German fashion designer

Anja Gockel (born 16 May 1968) is a German fashion designer. Her poetically dreamy and colorful fashion is internationally recognized. Her customers include celebrities such as Queen Silvia of Sweden, Ann-Kathrin Kramer, Barbara Schöneberger, Mina Tander and Marietta Slomka.

==Career==
From 1987 to 1995, Gockel studied fashion design at the Hamburg University of Applied Sciences and at Central Saint Martins in London. From 1995 to 1996, she worked for Vivienne Westwood and created the line h 'by Carlotta h'Glesse.
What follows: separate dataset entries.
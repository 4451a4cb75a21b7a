//! Handler trait and type erasure.
//!
//! # How handlers are stored
//!
//! A chain is a stack of capabilities of *different* concrete types, each
//! wrapping the next. To nest them uniformly every layer is erased to a
//! [`BoxedHandler`], an `Arc` around a trait object:
//!
//! ```text
//! async fn proxy(req: Request) -> Response { … }   ← caller writes this
//!        ↓ proxy.into_boxed_handler()
//! BoxedHandler(Arc::new(FnHandler(proxy)))          ← terminal layer
//!        ↓ authz.wrap(terminal)
//! BoxedHandler(Arc::new(AuthzLayer { next, .. }))   ← outer layer
//!        ↓
//! handler.call(req)  at request time                ← one vtable call per layer
//! ```
//!
//! The composed handler is built once and never mutated. Connection tasks
//! share it by cloning the `Arc`.

use std::fmt;
use std::future::Future;
use std::pin::Pin;
use std::sync::Arc;

use crate::request::Request;
use crate::response::{IntoResponse, Response};

// ── Internal types ────────────────────────────────────────────────────────────

/// A heap-allocated, type-erased future that resolves to a [`Response`].
pub type BoxFuture = Pin<Box<dyn Future<Output = Response> + Send + 'static>>;

/// Internal dispatch interface.
pub(crate) trait ErasedHandler: Send + Sync + 'static {
    fn call(&self, req: Request) -> BoxFuture;
}

/// A type-erased handler shared across concurrent requests.
///
/// Cloning is one atomic increment. Capabilities receive the next layer as a
/// `BoxedHandler` and return a new one that wraps it.
#[derive(Clone)]
pub struct BoxedHandler(Arc<dyn ErasedHandler>);

impl BoxedHandler {
    /// Invokes the handler.
    pub fn call(&self, req: Request) -> BoxFuture {
        self.0.call(req)
    }
}

impl fmt::Debug for BoxedHandler {
    fn fmt(&self, f: &mut fmt::Formatter<'_>) -> fmt::Result {
        f.write_str("BoxedHandler")
    }
}

// ── Public Handler trait ──────────────────────────────────────────────────────

/// Implemented for every valid request handler.
///
/// You never implement this yourself. It is automatically satisfied for any
/// `async fn` (or closure) with the signature:
///
/// ```text
/// async fn name(req: Request) -> impl IntoResponse
/// ```
///
/// and for [`BoxedHandler`] itself. The trait is **sealed**: only the impls in
/// this module can satisfy it.
pub trait Handler: private::Sealed + Send + Sync + 'static {
    fn into_boxed_handler(self) -> BoxedHandler;
}

mod private {
    pub trait Sealed {}
}

// ── Blanket implementations ───────────────────────────────────────────────────

impl<F, Fut, R> private::Sealed for F
where
    F: Fn(Request) -> Fut + Send + Sync + 'static,
    Fut: Future<Output = R> + Send + 'static,
    R: IntoResponse + Send + 'static,
{
}

impl<F, Fut, R> Handler for F
where
    F: Fn(Request) -> Fut + Send + Sync + 'static,
    Fut: Future<Output = R> + Send + 'static,
    R: IntoResponse + Send + 'static,
{
    fn into_boxed_handler(self) -> BoxedHandler {
        BoxedHandler::from_erased(FnHandler(self))
    }
}

impl private::Sealed for BoxedHandler {}

impl Handler for BoxedHandler {
    fn into_boxed_handler(self) -> BoxedHandler {
        self
    }
}

impl BoxedHandler {
    pub(crate) fn from_erased(handler: impl ErasedHandler) -> Self {
        Self(Arc::new(handler))
    }
}

// ── Concrete wrapper ──────────────────────────────────────────────────────────

/// Bridges a typed function to the trait-object world.
struct FnHandler<F>(F);

impl<F, Fut, R> ErasedHandler for FnHandler<F>
where
    F: Fn(Request) -> Fut + Send + Sync + 'static,
    Fut: Future<Output = R> + Send + 'static,
    R: IntoResponse + Send + 'static,
{
    fn call(&self, req: Request) -> BoxFuture {
        let fut = (self.0)(req);
        Box::pin(async move { fut.await.into_response() })
    }
}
Since 1996, she has her own fashion label Anja Gockel London for women's fashion with a red cockscomb as the company logo.

In 2000, Gockel returned to Mainz, where she moved into a studio in the Alte Patrone.

She provided the final show of Germany's Next Topmodel by Heidi Klum three times and twice she was there live. First, Gockel flew to Los Angeles for a fourth season. In 2010, Klum and her young models came to Berlin for Gockel's fashion show. Internationally successful supermodels such as Alek Wek also work for the German label, which was able to grow in 2010. In 2014, Gockel participated in the trade fair Chic Beijing for the first time. In 2016, she celebrated the 20th birthday of her fashion label at Berlin Fashion Week. In January 2017, Gockel was named Designer of the Year 2017 by the Network of German Fashion & Textile Designers. At the same time, her fashion show took place for the first time during the Berlin fashion week in the lobby of the Hotel Adlon Kempinski at Brandenburg Gate. In 2018 she was appointed ambassador for design and fashion culture (network of German fashion and textile designers). In March 2020, Gockel opened her first flagship store in Berlin, called "Paris44".

==Reception==
- 1994: Winner of the Parliament of Fashion Philipp Morris competition
- 2012: Golden Silk Ribbon
- 2017: Designer of the Year by Verband Deutscher Industrie Designer
- 2018: Ambassador for Design and Fashion Culture, Network of German Fashion and Textile Designers
- 2019: Innovative Entrepreneurial Personality with International Appeal award from the Rhineland-Palatinate Future Initiative (ZIRP)
- 2020: Ministry of Economic Affairs, Transport, Agriculture and Viticulture of Rhineland-Palatinate recognized Gockel's brand as being nne of the 30 Most Sustainable Companies in Rhineland-Palatinate

==Personal life==
Gockel works in Mainz. She is married and has four children.